Now Maggie is recovering. Fashion Week continues to the 15th, but she is done. She has to get ready for L.A. next week for that Tech company gig.

Cal

Your a good guy Cal, glad to hear Maggie had a good week (or month).
 
Bob,

She is still working two jobs. She leaves her Professor job in May.

Now is my time to get ready for retirement. I'm not far behind.

Cal

I don't think so Cal, a woman like her retirement is a bad word, ask my
Mom. My Mom didn't retire till she was 80 years young the school where
she work kept her buzy and the kids kept her young, it was really hard
for her to let it go when she did.
 
I don't think so Cal, a woman like her retirement is a bad word, ask my
Mom. My Mom didn't retire till she was 80 years young the school where
she work kept her buzy and the kids kept her young, it was really hard
for her to let it go when she did.

Bob,

"Maggie's" pace at times is not sustainable and stress is a killer. Was your mom working the equivalent of two full time jobs that includes mucho intercontenental travel?

Things like eating, sleeping, and taking care of oneself is important, especially when no longer young.

Difference is the tipping point where cronic fatigue and exhaustion sets in.

At a certain point/level a person should enjoy the fruits of labor and be happy-happy.

Anyways that's my goal.

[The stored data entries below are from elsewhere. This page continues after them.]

//! Validated load stages and their serialization into the driver's load file.

use std::collections::btree_map::Entry;
use std::collections::BTreeMap;
use std::fmt;
use std::io::{self, Write};

use serde::{Deserialize, Serialize};

use crate::catalog::{LoadPathKind, COMMON_PARAMETERS};
use crate::errors::ValidationError;
use crate::protocol::write_commented_line;

/// Marker the driver uses to recognise a stop condition in a load header.
pub const DEFAULT_STOP_MARKER: &str = "?";

/// Direction of a stop condition inequality.
#[derive(Clone, Copy, Debug, PartialEq, Eq, Serialize, Deserialize)]
#[serde(rename_all = "lowercase")]
pub enum Comparator {
    /// The stage ends once the expression drops below the threshold.
    Less,
    /// The stage ends once the expression rises above the threshold.
    Greater,
}

impl Comparator {
    /// Symbol written into the load header.
    #[must_use]
    pub const fn symbol(self) -> char {
        match self {
            Comparator::Less => '<',
            Comparator::Greater => '>',
        }
    }
}

/// Symbolic inequality that lets the driver end a stage early.
#[derive(Clone, Debug, PartialEq)]
pub struct StopCondition {
    /// Left-hand side, e.g. `stress(1)` or an expression over several outputs.
    expression: String,
    /// Direction of the inequality.
    comparator: Comparator,
    /// Right-hand threshold.
    value: f64,
    /// Symbol that introduces the condition in the header.
    marker: String,
}

impl StopCondition {
    /// Create a condition `expression <comparator> value` introduced by `marker`.
    #[must_use]
    pub fn new(
        expression: impl Into<String>,
        comparator: Comparator,
        value: f64,
        marker: impl Into<String>,
    ) -> Self {
        Self {
            expression: expression.into(),
            comparator,
            value,
            marker: marker.into(),
        }
    }

    /// Left-hand side of the inequality.
    #[must_use]
    pub fn expression(&self) -> &str {
        &self.expression
    }

    /// Direction of the inequality.
    #[must_use]
    pub fn comparator(&self) -> Comparator {
        self.comparator
    }

    /// Right-hand threshold.
    #[must_use]
    pub fn value(&self) -> f64 {
        self.value
    }

    /// Symbol that introduces the condition.
    #[must_use]
    pub fn marker(&self) -> &str {
        &self.marker
    }
}

impl fmt::Display for StopCondition {
    fn fmt(&self, f: &mut fmt::Formatter<'_>) -> fmt::Result {
        write!(
            f,
            "{} {} {} {}",
            self.marker,
            self.expression,
            self.comparator.symbol(),
            self.value
        )
    }
}

/// One stage of an element test, validated against the load path catalog.
///
/// # Examples
/// ```
/// use incdriver::{Comparator, Load, LoadPathKind};
///
/// let mut load = Load::new(
///     LoadPathKind::TriaxialStrain,
///     [("ninc", 100.0), ("maxiter", 1000.0), ("dtime", 1.0), ("every", 1.0), ("ddstran_1", -0.001)],
/// )
/// .expect("parameters match the catalog");
/// load.attach_stop_condition("stress(1)", Comparator::Less, -300.0, "?");
///
/// let mut text = Vec::new();
/// load.write_to(&mut text, 2).unwrap();
/// assert_eq!(
///     String::from_utf8(text).unwrap(),
///     "*TriaxialE1 ? stress(1) < -300\n\
///      100 1000 1 : 1  # ninc maxiter dtime : every\n\
///      -0.001  # ddstran_1\n"
/// );
/// ```
#[derive(Clone, Debug, PartialEq)]
pub struct Load {
    /// Test protocol of the stage.
    kind: LoadPathKind,
    /// Parameter values keyed by name, exactly the set the catalog requires.
    parameters: BTreeMap<String, f64>,
    /// Optional early termination condition.
    stop_condition: Option<StopCondition>,
}

impl Load {
    /// Build a load after checking `parameters` against the catalog.
    ///
    /// # Errors
    ///
    /// Returns [`ValidationError::DuplicateParameter`] when a key is repeated and
    /// [`ValidationError::ParameterMismatch`] when the keys are not exactly the set
    /// required by `kind`.
    pub fn new<I, K>(kind: LoadPathKind, parameters: I) -> Result<Self, ValidationError>
    where
        I: IntoIterator<Item = (K, f64)>,
        K: Into<String>,
    {
        let mut collected: BTreeMap<String, f64> = BTreeMap::new();
        for (key, value) in parameters {
            match collected.entry(key.into()) {
                Entry::Occupied(entry) => {
                    return Err(ValidationError::DuplicateParameter {
                        kind,
                        name: entry.key().clone(),
                    });
                }
                Entry::Vacant(entry) => {
                    entry.insert(value);
                }
            }
        }
        let parameters = collected;
        kind.validate(parameters.keys().map(String::as_str))?;
        Ok(Self {
            kind,
            parameters,
            stop_condition: None,
        })
    }

    /// Build a load from the driver name of its load path.
    ///
    /// # Errors
    ///
    /// Returns [`ValidationError::UnknownKind`] for names outside the catalog and
    /// [`ValidationError::ParameterMismatch`] for a wrong parameter set.
    pub fn from_name<I, K>(name: &str, parameters: I) -> Result<Self, ValidationError>
    where
        I: IntoIterator<Item = (K, f64)>,
        K: Into<String>,
    {
        let kind: LoadPathKind = name.parse()?;
        Self::new(kind, parameters)
    }

    /// Test protocol of the stage.
    #[must_use]
    pub fn kind(&self) -> LoadPathKind {
        self.kind
    }

    /// Value of a single parameter.
    #[must_use]
    pub fn parameter(&self, name: &str) -> Option<f64> {
        self.parameters.get(name).copied()
    }

    /// All parameter values keyed by name.
    #[must_use]
    pub fn parameters(&self) -> &BTreeMap<String, f64> {
        &self.parameters
    }

    /// Stop condition attached to the stage, if any.
    #[must_use]
    pub fn stop_condition(&self) -> Option<&StopCondition> {
        self.stop_condition.as_ref()
    }

    /// Attach a stop condition, replacing any condition set before.
    pub fn attach_stop_condition(
        &mut self,
        expression: impl Into<String>,
        comparator: Comparator,
        value: f64,
        marker: impl Into<String>,
    ) {
        self.stop_condition = Some(StopCondition::new(expression, comparator, value, marker));
    }

    /// Builder form of [`Load::attach_stop_condition`].
    #[must_use]
    pub fn with_stop_condition(mut self, condition: StopCondition) -> Self {
        self.stop_condition = Some(condition);
        self
    }

    /// Write the header line, the common values line and the driving value line.
    ///
    /// `gap` is the number of blanks between the data and the inline comments.
    ///
    /// # Errors
    ///
    /// Returns any error raised by `writer`.
    pub fn write_to<W: Write + ?Sized>(&self, writer: &mut W, gap: usize) -> io::Result<()> {
        match &self.stop_condition {
            Some(condition) => writeln!(writer, "*{} {}", self.kind, condition)?,
            None => writeln!(writer, "*{}", self.kind)?,
        }

        let [ninc, maxiter, dtime, every] = COMMON_PARAMETERS.map(|key| self.parameters[key]);
        let common = format!("{ninc} {maxiter} {dtime} : {every}");
        write_commented_line(writer, &common, "ninc maxiter dtime : every", gap)?;

        if let Some(key) = self.kind.driving_parameter() {
            write_commented_line(writer, &self.parameters[key], key, gap)?;
        }
        Ok(())
    }
}

impl fmt::Display for Load {
    fn fmt(&self, f: &mut fmt::Formatter<'_>) -> fmt::Result {
        write!(f, "{}", self.kind)?;
        let mut first = true;
        for key in self.kind.required_parameters() {
            let separator = if first { " (" } else { ", " };
            write!(f, "{separator}{key} = {}", self.parameters[key])?;
            first = false;
        }
        f.write_str(")")?;
        if let Some(condition) = &self.stop_condition {
            write!(f, " until {condition}")?;
        }
        Ok(())
    }
}

#[cfg(test)]
mod tests {
    use super::*;

    fn common() -> Vec<(&'static str, f64)> {
        vec![("ninc", 50.0), ("maxiter", 200.0), ("dtime", 0.5), ("every", 5.0)]
    }

    fn with(kind: LoadPathKind, extra: &[(&'static str, f64)]) -> Result<Load, ValidationError> {
        let mut parameters = common();
        parameters.extend_from_slice(extra);
        Load::new(kind, parameters)
    }

    fn value_for(key: &str) -> (&'static str, f64) {
        match key {
            "ddstran_1" => ("ddstran_1", -0.001),
            "ddstress_1" => ("ddstress_1", -2.0),
            "ddstran_2" => ("ddstran_2", 0.002),
            "ddstress_2" => ("ddstress_2", 1.5),
            other => panic!("unexpected driving parameter {other}"),
        }
    }

    fn render(load: &Load) -> String {
        let mut buffer = Vec::new();
        load.write_to(&mut buffer, 10).expect("writing to a Vec cannot fail");
        String::from_utf8(buffer).expect("valid utf-8")
    }

    #[test]
    fn every_kind_accepts_exactly_its_required_set() {
        for kind in LoadPathKind::ALL {
            let extra: Vec<_> = kind.driving_parameter().map(value_for).into_iter().collect();
            let load = with(kind, &extra).expect("required set accepted");
            assert_eq!(load.kind(), kind);
            assert_eq!(load.parameters().len(), kind.required_parameters().len());
        }
    }

    #[test]
    fn every_kind_rejects_an_extra_key() {
        for kind in LoadPathKind::ALL {
            let mut extra: Vec<_> = kind.driving_parameter().map(value_for).into_iter().collect();
            extra.push(("temperature", 20.0));
            let error = with(kind, &extra).expect_err("extra key rejected");
            assert!(matches!(
                error,
                ValidationError::ParameterMismatch { ref unexpected, .. } if unexpected == &["temperature"]
            ));
        }
    }

    #[test]
    fn repeated_key_is_rejected_instead_of_overwritten() {
        let error = Load::new(
            LoadPathKind::PureCreep,
            [
                ("ninc", 10.0),
                ("ninc", 999.0),
                ("maxiter", 100.0),
                ("dtime", 1.0),
                ("every", 1.0),
            ],
        )
        .expect_err("repeated key rejected");
        assert_eq!(
            error,
            ValidationError::DuplicateParameter {
                kind: LoadPathKind::PureCreep,
                name: "ninc".to_string(),
            }
        );
    }

    #[test]
    fn every_kind_rejects_any_missing_key() {
        for kind in LoadPathKind::ALL {
            let mut full = common();
            full.extend(kind.driving_parameter().map(value_for));
            for skipped in 0..full.len() {
                let partial: Vec<_> = full
                    .iter()
                    .enumerate()
                    .filter(|(idx, _)| *idx != skipped)
                    .map(|(_, pair)| *pair)
                    .collect();
                let error = Load::new(kind, partial).expect_err("missing key rejected");
                match error {
                    ValidationError::ParameterMismatch { missing, .. } => {
                        assert_eq!(missing, vec![full[skipped].0.to_string()]);
                    }
                    other => panic!("unexpected error: {other:?}"),
                }
            }
        }
    }

    #[test]
    fn from_name_rejects_unknown_paths() {
        let error = Load::from_name("Cyclic", common()).expect_err("unknown path rejected");
        assert!(matches!(error, ValidationError::UnknownKind { .. }));
    }

    #[test]
    fn header_has_no_suffix_without_stop_condition() {
        let load = with(LoadPathKind::PureCreep, &[]).expect("valid load");
        let text = render(&load);
        assert_eq!(
            text,
            "*PureCreep\n50 200 0.5 : 5          # ninc maxiter dtime : every\n"
        );
    }

    #[test]
    fn driving_value_follows_common_line() {
        let load = with(LoadPathKind::TriaxialUndrainedStress, &[("ddstress_2", 1.5)])
            .expect("valid load");
        let lines: Vec<String> = render(&load).lines().map(str::to_string).collect();
        assert_eq!(lines.len(), 3);
        assert_eq!(lines[0], "*TriaxialUq");
        assert_eq!(lines[2], "1.5          # ddstress_2");
    }

    #[test]
    fn stop_condition_is_written_verbatim_in_header() {
        let mut load = with(LoadPathKind::OedometricStress, &[("ddstress_1", -2.0)])
            .expect("valid load");
        load.attach_stop_condition("stress(1)+stress(2)", Comparator::Greater, 400.0, "$");
        let text = render(&load);
        assert!(text.starts_with("*OedometricS1 $ stress(1)+stress(2) > 400\n"));
    }

    #[test]
    fn later_stop_condition_replaces_earlier_one() {
        let mut load = with(LoadPathKind::TriaxialStrain, &[("ddstran_1", -0.001)])
            .expect("valid load");
        load.attach_stop_condition("stress(1)", Comparator::Less, -300.0, DEFAULT_STOP_MARKER);
        load.attach_stop_condition("stran(1)", Comparator::Less, -0.2, DEFAULT_STOP_MARKER);

        let condition = load.stop_condition().expect("condition stored");
        assert_eq!(condition.expression(), "stran(1)");
        let header = render(&load).lines().next().map(str::to_string);
        assert_eq!(header.as_deref(), Some("*TriaxialE1 ? stran(1) < -0.2"));
    }

    #[test]
    fn display_lists_parameters_in_catalog_order() {
        let load = with(LoadPathKind::TriaxialStrain, &[("ddstran_1", -0.001)])
            .expect("valid load")
            .with_stop_condition(StopCondition::new("stran(1)", Comparator::Less, -0.1, "?"));
        assert_eq!(
            load.to_string(),
            "TriaxialE1 (ninc = 50, maxiter = 200, dtime = 0.5, every = 5, ddstran_1 = -0.001) until ? stran(1) < -0.1"
        );
    }
}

Call me a lazy slacker but as long as I progress and move forward in some manner each day that's enough. Not every day do I need to swing for the fences or hit a grand-slam.

I'm looking into decades ahead, not just a few years. I can see dumping the teaching gig and concentrating on just her blog and writing.

Cal
 
To be clear: I'm fortunate that I made a choice way back when to have a day-job that led to financial security and a real retirement.

Along the way my artistic pursuits only went so far and were compromised, but upon nearing retirement age comes the opportunity to regress to the age of 18 again happens, and I have to ask myself, "What do I want to do over say the next four decades? and what kind of life do I want?"

Pretty much a confusing time is right after graduating High School.

In a way it is about reinventing oneself, or recreating oneself. "Maggie" made a new career for herself to pursue.

When I mention retirement, it really means just quitting the day-job. I think both of us will do some form of work, but it won't be so senseless like a day-job that you do for only money and benefits.

One career ends, and another begins...

Cal
 
Just to be clear. In case some other "clown" decides to walk in with another technika 5x7, mine is really a 13x18, which is just slightly larger!

Regarding that Minolta 35, last Saturday I spotted a skinny young cool kid at the Vivian Mayer show sporting one like that. I kept thinking that his neck must be feeling the weight. That thing has a lead base plate or something.
 
Just to be clear. In case some other "clown" decides to walk in with another technika 5x7, mine is really a 13x18, which is just slightly larger!

Regarding that Minolta 35, last Saturday I spotted a skinny young cool kid at the Vivian Mayer show sporting one like that. I kept thinking that his neck must be feeling the weight. That thing has a lead base plate or something.

Christian,

I think you have the big Linhof market cornered. Only other one I ever saw was a 5x7 at B&H.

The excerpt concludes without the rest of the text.